Financially, unified official figures for the overall losses resulting from the closure are not available, but sectorial estimates indicate that the costs of delaying or canceling shipments—particularly agricultural and food—could incur direct losses to exporters of thousands of dollars per shipment (between partial/full damage, re-storage, and additional fees), not to mention indirect losses represented in lost future contracts and erosion of trust among importers. With recurring closures or disruptions, losses are not measured by a shipment here or there but in millions of dollars annually at the sector level due to increased logistical costs and the exclusion of Palestinian products from regional supply chains that require strict timing regularity.
From Procedural Problems to Structural Impasses
What has been discussed might seem like procedural obstacles that can be improved through training or streamlining procedures. However, the essence of the problem is structural: The act of exporting itself is not in the hands of the Palestinian economy. As long as the crossing decision, its timing, and the market entry criteria are not managed within a sovereign framework, then any technical improvement will have limited effect. This explains why exporting does not turn into a growth engine even when numbers rise during certain periods: Growth based on activities over which we have no control remains fragile and quickly retracts.
What Does Building the "Act of Exporting" Practically Mean?
If the essence of the crisis is structural, then the next question becomes: What does practically building the "act of exporting" mean?

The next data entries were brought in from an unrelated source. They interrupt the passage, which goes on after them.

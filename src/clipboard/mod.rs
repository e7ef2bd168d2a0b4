//! Clipboard abstraction layer for root-shell clipboard access
//!
//! Deeply customized Android builds differ in which clipboard interfaces
//! actually work, so reads and writes go through an ordered list of access
//! strategies and the first one that succeeds wins.

use async_trait::async_trait;
use thiserror::Error;
use tracing::debug;

pub mod android;

/// Maximum clipboard content size (1MB)
pub const MAX_CLIPBOARD_SIZE: usize = 1024 * 1024;

/// Clipboard errors
#[derive(Debug, Error)]
pub enum ClipboardError {
    /// Content is empty
    #[error("clipboard content is empty")]
    EmptyContent,

    /// Content too large
    #[error("clipboard content too large: {size} bytes (max: {max} bytes)")]
    TooLarge { size: usize, max: usize },

    /// Every access method failed
    #[error("failed to access system clipboard: all methods failed")]
    AccessDenied,

    /// Content cannot be expressed by this access method
    #[error("unsupported content: {0}")]
    UnsupportedContent(String),

    /// A single access method failed
    #[error("access method failed: {0}")]
    Method(String),

    /// IO error
    #[error("IO error: {0}")]
    Io(#[from] std::io::Error),
}

/// Validate clipboard content before an outbound write
///
/// Empty content is invalid; content above [`MAX_CLIPBOARD_SIZE`] bytes is
/// invalid (exactly `MAX_CLIPBOARD_SIZE` bytes is still valid).
pub fn validate_content(content: &str) -> Result<(), ClipboardError> {
    if content.is_empty() {
        return Err(ClipboardError::EmptyContent);
    }
    if content.len() > MAX_CLIPBOARD_SIZE {
        return Err(ClipboardError::TooLarge {
            size: content.len(),
            max: MAX_CLIPBOARD_SIZE,
        });
    }
    Ok(())
}

/// One way of reading the system clipboard
#[async_trait]
pub trait ReadStrategy: Send + Sync {
    /// Strategy name for logging
    fn name(&self) -> &str;

    /// Attempt to read the clipboard
    async fn read(&self) -> Result<String, ClipboardError>;
}

/// One way of writing the system clipboard
#[async_trait]
pub trait WriteStrategy: Send + Sync {
    /// Strategy name for logging
    fn name(&self) -> &str;

    /// Attempt to write `content` to the clipboard
    async fn write(&self, content: &str) -> Result<(), ClipboardError>;
}

/// Clipboard access through an ordered chain of strategies
pub struct ClipboardAccessor {
    readers: Vec<Box<dyn ReadStrategy>>,
    writers: Vec<Box<dyn WriteStrategy>>,
}

impl ClipboardAccessor {
    /// Create an accessor with explicit strategy chains
    pub fn new(readers: Vec<Box<dyn ReadStrategy>>, writers: Vec<Box<dyn WriteStrategy>>) -> Self {
        Self { readers, writers }
    }

    /// Create an accessor with the default Android root-shell chains
    pub fn android() -> Self {
        Self::new(android::default_readers(), android::default_writers())
    }

    /// Read the clipboard
    ///
    /// Strategies are tried in priority order; the first one that completes
    /// without error and yields non-empty content wins, and the rest are not
    /// attempted.
    pub async fn read(&self) -> Result<String, ClipboardError> {
        for reader in &self.readers {
            match reader.read().await {
                Ok(content) if !content.is_empty() => {
                    debug!(method = reader.name(), "clipboard read succeeded");
                    return Ok(content);
                }
                Ok(_) => {
                    debug!(method = reader.name(), "clipboard read returned empty content");
                }
                Err(e) => {
                    debug!(method = reader.name(), "clipboard read failed: {e}");
                }
            }
        }

        Err(ClipboardError::AccessDenied)
    }

    /// Write `content` to the clipboard
    ///
    /// Content is validated once up front; a validation failure is returned
    /// without attempting any strategy. Strategies are then tried in order,
    /// returning on the first success. Failures have no effect on later
    /// attempts.
    pub async fn write(&self, content: &str) -> Result<(), ClipboardError> {
        validate_content(content)?;

        let mut all_unsupported = !self.writers.is_empty();
        for writer in &self.writers {
            match writer.write(content).await {
                Ok(()) => {
                    debug!(method = writer.name(), "clipboard write succeeded");
                    return Ok(());
                }
                Err(e) => {
                    if !matches!(e, ClipboardError::UnsupportedContent(_)) {
                        all_unsupported = false;
                    }
                    debug!(method = writer.name(), "clipboard write failed: {e}");
                }
            }
        }

        // When every available method rejected the content itself, surface
        // that instead of a generic access failure.
        if all_unsupported {
            return Err(ClipboardError::UnsupportedContent(
                "no available method can express this content".to_string(),
            ));
        }

        Err(ClipboardError::AccessDenied)
    }
}
pub mod clock;
pub mod logging;

pub use clock::{Clock, SystemClock};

One cannot leap over the political reality, but work can be done on areas that reduce the fragility of exporting and restore its economic policy significance. Building this "act" does not only mean demanding that the producer be more competitive but also providing a framework that protects time, secures risks, and makes market access a right rather than a gamble. This starts from national tools—albeit limited—to share the risks of delays and uncertainty, from smart investment in logistics that mitigate the effects of time, and from selecting markets and routes that are less sensitive to fluctuations and building long-term relationships with them. It also entails redirecting part of the added value towards digital and cognitive services that minimize reliance on physical crossings, and seeking unconventional regional integration formulas that create "functional outlets" even in the absence of full sovereignty. In summary, competitiveness is not only built inside the factory but also at the market gate.
Conclusion
Exporting in Palestine is not a numbers problem, but a question of sovereignty over the economic act. Unless we transition from talking about "increasing exports" to building the conditions for "export capacity," exporting will remain an individual heroic activity without a public policy capable of generating sustainable growth. An economy that produces but does not reach is an economy that operates without outlets. Restoring the meaning of exporting begins with acknowledging that the market alone is not enough—we need a framework that protects time, secures risks, and grants the producer the right to access before demanding competition.